Trabalhos recentes mostraram que os músculos em atividade são capazes de produzir substâncias chamadas mioquinas que estimulam a produção de colágeno. “Os pesquisadores mostraram inclusive reversão do processo de envelhecimento com melhora da qualidade da pele em pacientes que fizeram exercício de resistência por 12 semanas. Os trabalhos comprovam ainda que imediatamente após uma sessão de exercícios físicos moderados aumentou a concentração de hormônio de crescimento e substâncias responsáveis pelo aumento do número de mitocôndrias tanto nos músculos quanto na pele”, comenta.
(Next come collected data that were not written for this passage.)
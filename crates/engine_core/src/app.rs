// crates/engine_core/src/app.rs

use engine_shared::GameLogic;
use tracing::info;

use crate::error::HostError;
use crate::gui::GuiSystem;
use crate::input::{InputDefaults, InputMap};
use crate::platform_runner::PlatformRunner;

/// Host settings, normally filled from the command line.
#[derive(Debug, Clone, PartialEq)]
pub struct AppConfig {
    pub title: String,
    /// Initial window size as a multiple of the game field.
    pub scale: f64,
    /// Simulation ticks per second.
    pub tick_rate: u32,
    /// Open the inspector window on start.
    pub inspector: bool,
}

impl Default for AppConfig {
    fn default() -> Self {
        Self {
            title: "Platformer".to_string(),
            scale: 1.0,
            tick_rate: 60,
            inspector: false,
        }
    }
}

impl AppConfig {
    pub fn window_size(&self, field: (u32, u32)) -> (f64, f64) {
        let scale = if self.scale.is_finite() && self.scale > 0.0 {
            self.scale
        } else {
            1.0
        };
        (field.0 as f64 * scale, field.1 as f64 * scale)
    }
}

/// A game plus everything the host needs to drive it.
pub struct App<G: GameLogic> {
    pub(crate) config: AppConfig,
    pub(crate) game: G,
    pub(crate) input_map: InputMap,
    pub(crate) gui: GuiSystem,
}

impl<G: GameLogic> App<G> {
    pub fn new(config: AppConfig, game: G) -> Self {
        let input_map = InputDefaults::map();
        let gui = GuiSystem::new(config.inspector);

        Self {
            config,
            game,
            input_map,
            gui,
        }
    }

    /// Open the window and drive the game until it exits or the window closes.
    pub fn run(self) -> Result<(), HostError> {
        info!(title = %self.config.title, tick_rate = self.config.tick_rate, "starting host");
        PlatformRunner::new(self).start()
    }
}
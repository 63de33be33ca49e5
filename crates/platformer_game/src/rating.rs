// crates/platformer_game/src/rating.rs

/// Stars earned for collecting `collected` of `total` coins: three from 80%,
/// two from 50%, otherwise one.
pub fn star_rating(collected: u32, total: usize) -> u8 {
    let collected = collected as u64;
    let total = total as u64;
    if collected * 5 >= total * 4 {
        3
    } else if collected * 2 >= total {
        2
    } else {
        1
    }
}
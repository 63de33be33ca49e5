// crates/engine_core/src/input/mod.rs
pub mod config;
pub mod map;
pub mod poller;

pub use config::InputDefaults;
pub use map::{Binding, EngineAction, InputMap};
pub use poller::{InputPoller, PolledInput};
// crates/engine_core/src/input/poller.rs

use crate::input::{Binding, EngineAction, InputMap};
use engine_shared::{Intent, IntentSet, PointerClick};
use winit::event::{ElementState, KeyEvent, MouseButton, WindowEvent};
use winit::keyboard::{KeyCode, PhysicalKey};

/// Everything collected since the previous tick.
#[derive(Debug, Default)]
pub struct PolledInput {
    pub intents: IntentSet,
    pub clicks: Vec<PointerClick>,
    pub engine: Vec<EngineAction>,
}

/// Low-level input collector that tracks physical keys between ticks.
/// This keeps raw device state out of App / PlatformRunner.
///
/// Presses are latched until the next [`InputPoller::drain`], so a tap that
/// starts and ends between two ticks is still seen once.
#[derive(Default)]
pub struct InputPoller {
    active_keys: Vec<KeyCode>,
    pressed_keys: Vec<KeyCode>,
    /// Last cursor position in window pixels.
    cursor: Option<(f64, f64)>,
    raw_clicks: Vec<(f64, f64)>,
    quit_requested: bool,
}

impl InputPoller {
    pub fn new() -> Self {
        Self::default()
    }

    /// Process a single winit WindowEvent and update internal state.
    pub fn handle_event(&mut self, event: &WindowEvent) {
        match event {
            WindowEvent::KeyboardInput { event: key_event, .. } => {
                self.handle_keyboard_input(key_event);
            }
            WindowEvent::CursorMoved { position, .. } => {
                self.cursor_moved(position.x, position.y);
            }
            WindowEvent::CursorLeft { .. } => self.cursor = None,
            WindowEvent::MouseInput {
                state: ElementState::Pressed,
                button: MouseButton::Left,
                ..
            } => self.pointer_pressed(),
            WindowEvent::Focused(false) => self.release_all(),
            _ => {}
        }
    }

    fn handle_keyboard_input(&mut self, key_event: &KeyEvent) {
        if let PhysicalKey::Code(keycode) = key_event.physical_key {
            match key_event.state {
                ElementState::Pressed => self.key_down(keycode),
                ElementState::Released => self.key_up(keycode),
            }
        }
    }

    /// OS key repeat arrives as repeated presses; only the first one latches.
    pub fn key_down(&mut self, key: KeyCode) {
        if !self.active_keys.contains(&key) {
            self.active_keys.push(key);
            self.pressed_keys.push(key);
        }
    }

    pub fn key_up(&mut self, key: KeyCode) {
        self.active_keys.retain(|&k| k != key);
    }

    /// Forget held keys; latched presses still count.
    pub fn release_all(&mut self) {
        self.active_keys.clear();
    }

    pub fn cursor_moved(&mut self, x: f64, y: f64) {
        self.cursor = Some((x, y));
    }

    pub fn pointer_pressed(&mut self) {
        if let Some(pos) = self.cursor {
            self.raw_clicks.push(pos);
        }
    }

    pub fn request_quit(&mut self) {
        self.quit_requested = true;
    }

    /// Resolve everything gathered since the last call through `input_map`
    /// and reset the latches. `to_field` maps window pixels to game
    /// coordinates and rejects clicks outside the field.
    pub fn drain(
        &mut self,
        input_map: &InputMap,
        to_field: impl Fn(f64, f64) -> Option<(f32, f32)>,
    ) -> PolledInput {
        let mut out = PolledInput::default();

        for &key in &self.active_keys {
            if let Some(intent) = input_map.intent_for(key) {
                out.intents.hold(intent);
            }
        }
        for key in self.pressed_keys.drain(..) {
            match input_map.lookup(key) {
                Some(Binding::Game(intent)) => out.intents.press(intent),
                Some(Binding::Engine(action)) => out.engine.push(action),
                None => {}
            }
        }
        if std::mem::take(&mut self.quit_requested) {
            out.intents.press(Intent::Quit);
        }

        out.clicks = self
            .raw_clicks
            .drain(..)
            .filter_map(|(x, y)| to_field(x, y))
            .map(|(x, y)| PointerClick { x, y })
            .collect();
        out
    }
}
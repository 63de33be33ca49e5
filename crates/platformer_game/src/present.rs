// crates/platformer_game/src/present.rs
//! Builds the per-frame `DrawList`. Read-only over the game state.

use engine_ecs::World;
use engine_shared::{DrawList, Palette, Rect, Rgb, TextAnchor, TextSize, VisualKind};

use crate::components::{CKind, CPalette, CPlayer, CRect, EntityKind};
use crate::level::{LevelData, Theme, NIGHT_SKY};
use crate::menu::{LEVEL_1_BUTTON, LEVEL_2_BUTTON};
use crate::rating::star_rating;
use crate::session::Phase;
use crate::state::Game;
use crate::tunables::{CONTROLS_BAR_HEIGHT, HEIGHT, WIDTH};

const FIELD: Rect = Rect::new(0, 0, WIDTH, HEIGHT);
const CENTER_X: f32 = WIDTH as f32 / 2.0;
const MID_Y: f32 = HEIGHT as f32 / 2.0;

const MENU_SKY: Rgb = Rgb::new(30, 30, 80);
const SUN: Rgb = Rgb::new(255, 255, 100);
const MOON: Rgb = Rgb::new(220, 220, 220);
const STARS: [(i32, i32); 8] =
    [(100, 50), (200, 80), (350, 40), (450, 70), (600, 30), (700, 60), (750, 90), (300, 120)];

/// Entity layers, back to front.
const LAYERS: [(EntityKind, VisualKind); 5] = [
    (EntityKind::Ground, VisualKind::Ground),
    (EntityKind::Platform, VisualKind::Platform),
    (EntityKind::Coin, VisualKind::Coin),
    (EntityKind::Enemy, VisualKind::Enemy),
    (EntityKind::FinishFlag, VisualKind::FinishFlag),
];

pub fn draw(game: &Game, elapsed_ms: u64, out: &mut DrawList) {
    // Letterbox stays black; the field itself is painted by the sky item.
    out.reset(Rgb::BLACK);

    let session = game.session();
    if session.phase() == Phase::Menu {
        draw_menu(out, session.level_complete());
        return;
    }

    let level = game.level_data();
    draw_background(out, level, elapsed_ms);

    let player = game.player().zip(game.player_rect());
    if let Some((player, rect)) = player {
        // Backmost sprite: ground, coins, enemies and the flag all cover it.
        out.push(
            rect,
            VisualKind::Player { veiled: player.veiled() },
            Palette::new(Rgb::BLUE, Rgb::SKIN),
        );
    }
    draw_entities(out, game.world());

    if let Some((player, _)) = player {
        draw_hud(out, level, player);

        match session.phase() {
            Phase::GameOver => draw_game_over(out),
            Phase::Victory => draw_victory(out, level, player),
            Phase::Menu | Phase::Playing => {}
        }
    }
}

fn draw_background(out: &mut DrawList, level: &LevelData, elapsed_ms: u64) {
    out.push(FIELD, VisualKind::Sky, Palette::solid(level.clear_color()));

    match level.theme {
        Theme::Day => {
            let span = (WIDTH + 200) as u64;
            for i in 0..5u64 {
                let x = ((elapsed_ms / 50 + i * 200) % span) as i32 - 100;
                let y = 80 + 40 * i as i32;
                // Bounding box of the three puffs; the top one sits 20 above `y`.
                let puffs = Rect::new(x, y - 20, 130, 60);
                out.push(puffs, VisualKind::Cloud, Palette::solid(Rgb::WHITE));
            }
            out.push(Rect::from_center(700, 80, 80, 80), VisualKind::Sun, Palette::solid(SUN));
        }
        Theme::Night => {
            let lit = elapsed_ms % 1000 < 500;
            for (x, y) in STARS {
                out.push(
                    Rect::from_center(x, y, 4, 4),
                    VisualKind::Star { lit },
                    Palette::new(Rgb::WHITE, Rgb::YELLOW),
                );
            }
            out.push(
                Rect::from_center(100, 80, 60, 60),
                VisualKind::Moon,
                Palette::new(MOON, NIGHT_SKY),
            );
        }
    }
}

fn draw_entities(out: &mut DrawList, world: &World) {
    let Some(kinds) = world.query::<CKind>() else {
        return;
    };
    for (kind, visual) in LAYERS {
        for (entity, _) in kinds.iter().filter(|(_, k)| k.0 == kind) {
            let Some(rect) = world.get_component::<CRect>(*entity) else {
                continue;
            };
            let palette = world
                .get_component::<CPalette>(*entity)
                .map(|p| p.0)
                .unwrap_or(Palette::solid(Rgb::GRAY));
            out.push(rect.0, visual, palette);
        }
    }
}

fn controls_bar(out: &mut DrawList) {
    out.push(
        Rect::new(0, HEIGHT - CONTROLS_BAR_HEIGHT, WIDTH, CONTROLS_BAR_HEIGHT),
        VisualKind::ControlsBar,
        Palette::solid(Rgb::LIGHT_GREEN),
    );
}

fn draw_hud(out: &mut DrawList, level: &LevelData, player: &CPlayer) {
    let ink = match level.theme {
        Theme::Day => Rgb::BLACK,
        Theme::Night => Rgb::WHITE,
    };
    let score = format!("Score: {}", player.score);
    out.text(10.0, 10.0, TextAnchor::TopLeft, TextSize::Medium, ink, score);
    out.text(
        (WIDTH - 120) as f32,
        10.0,
        TextAnchor::TopLeft,
        TextSize::Medium,
        Rgb::RED,
        format!("Lives: {}", player.lives),
    );
    out.text(
        CENTER_X,
        10.0,
        TextAnchor::TopCenter,
        TextSize::Medium,
        ink,
        format!("Level: {}", level.id.number()),
    );

    controls_bar(out);
    out.text(
        10.0,
        (HEIGHT - 30) as f32,
        TextAnchor::TopLeft,
        TextSize::Small,
        Rgb::BLACK,
        "Controls: \u{2190} \u{2192} move, \u{2191} jump, R restart, ESC menu",
    );
}

fn dim(out: &mut DrawList) {
    out.push(FIELD, VisualKind::Dim, Palette::solid(Rgb::BLACK));
}

fn draw_game_over(out: &mut DrawList) {
    dim(out);
    let lines = [
        (MID_Y - 50.0, TextSize::Large, Rgb::RED, "GAME OVER!"),
        (MID_Y + 10.0, TextSize::Medium, Rgb::WHITE, "Press R to restart the level"),
        (MID_Y + 50.0, TextSize::Medium, Rgb::WHITE, "Press ESC to return to the menu"),
    ];
    for (y, size, color, text) in lines {
        out.text(CENTER_X, y, TextAnchor::TopCenter, size, color, text);
    }
}

fn draw_victory(out: &mut DrawList, level: &LevelData, player: &CPlayer) {
    let total = level.total_coins();
    let collected = player.coins_collected();
    let stars = star_rating(collected, total);
    let coins = format!("Coins collected: {collected}/{total}");

    dim(out);
    let lines = [
        (MID_Y - 80.0, TextSize::Large, Rgb::GREEN, "LEVEL COMPLETE!".to_string()),
        (MID_Y - 30.0, TextSize::Medium, Rgb::YELLOW, format!("Stars: {stars}")),
        (MID_Y + 10.0, TextSize::Medium, Rgb::WHITE, coins),
        (MID_Y + 50.0, TextSize::Medium, Rgb::WHITE, "Press ESC to return to the menu".to_string()),
        (MID_Y + 90.0, TextSize::Medium, Rgb::WHITE, "Press R to restart the level".to_string()),
    ];
    for (y, size, color, text) in lines {
        out.text(CENTER_X, y, TextAnchor::TopCenter, size, color, text);
    }

    // Star outline spans 20 either side of its anchor, 20 above to 30 below.
    let stars = stars as i32;
    let anchor_y = HEIGHT / 2 + 130;
    for i in 0..stars {
        let x = WIDTH / 2 - stars * 25 + i * 50;
        let outline = Rect::new(x - 20, anchor_y - 20, 40, 50);
        out.push(outline, VisualKind::RatingStar, Palette::solid(Rgb::YELLOW));
    }
}

fn draw_menu(out: &mut DrawList, level_complete: bool) {
    out.push(FIELD, VisualKind::Sky, Palette::solid(MENU_SKY));

    let headings = [
        (100.0, TextSize::Large, Rgb::WHITE, "SELECT A LEVEL"),
        (180.0, TextSize::Medium, Rgb::LIGHT_BLUE, "Level 1: Day world"),
        (220.0, TextSize::Medium, Rgb::ORANGE, "Level 2: Night adventure"),
    ];
    for (y, size, color, text) in headings {
        out.text(CENTER_X, y, TextAnchor::TopCenter, size, color, text);
    }

    out.push(LEVEL_1_BUTTON, VisualKind::Button, Palette::solid(Rgb::BLUE));
    out.push(LEVEL_2_BUTTON, VisualKind::Button, Palette::solid(Rgb::DARK_BLUE));
    out.text(CENTER_X, 300.0, TextAnchor::TopCenter, TextSize::Medium, Rgb::WHITE, "PLAY LEVEL 1");
    out.text(CENTER_X, 380.0, TextAnchor::TopCenter, TextSize::Medium, Rgb::WHITE, "PLAY LEVEL 2");

    controls_bar(out);
    out.text(
        CENTER_X,
        (HEIGHT - 30) as f32,
        TextAnchor::TopCenter,
        TextSize::Small,
        Rgb::BLACK,
        "Controls: \u{2190} \u{2192} move, \u{2191} jump, R restart level, ESC menu",
    );

    if level_complete {
        out.text(
            CENTER_X,
            450.0,
            TextAnchor::TopCenter,
            TextSize::Medium,
            Rgb::GREEN,
            "Level complete! Choose the next level",
        );
    }
}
Por fim, a médica enfatiza, no entanto, que se o exercício físico é intenso demais, chamado de exercício físico extenuante, a quantidade de radicais livres formada é enorme e a defesa não é suficiente: o resultado também é o estresse oxidativo. Por isso, atletas de alta performance podem apresentar envelhecimento da pele mais acentuado e mais precoce, principalmente se não tiverem aporte adequado de nutrientes. “Ou seja, para não envelhecer: mitocôndrias e equilíbrio! Podemos traduzir em: dieta balanceada e saudável, exercício físico moderado, filtro solar e hidratação adequada. Simples assim. Força na sua fábrica de mitocôndrias”, finaliza a médica.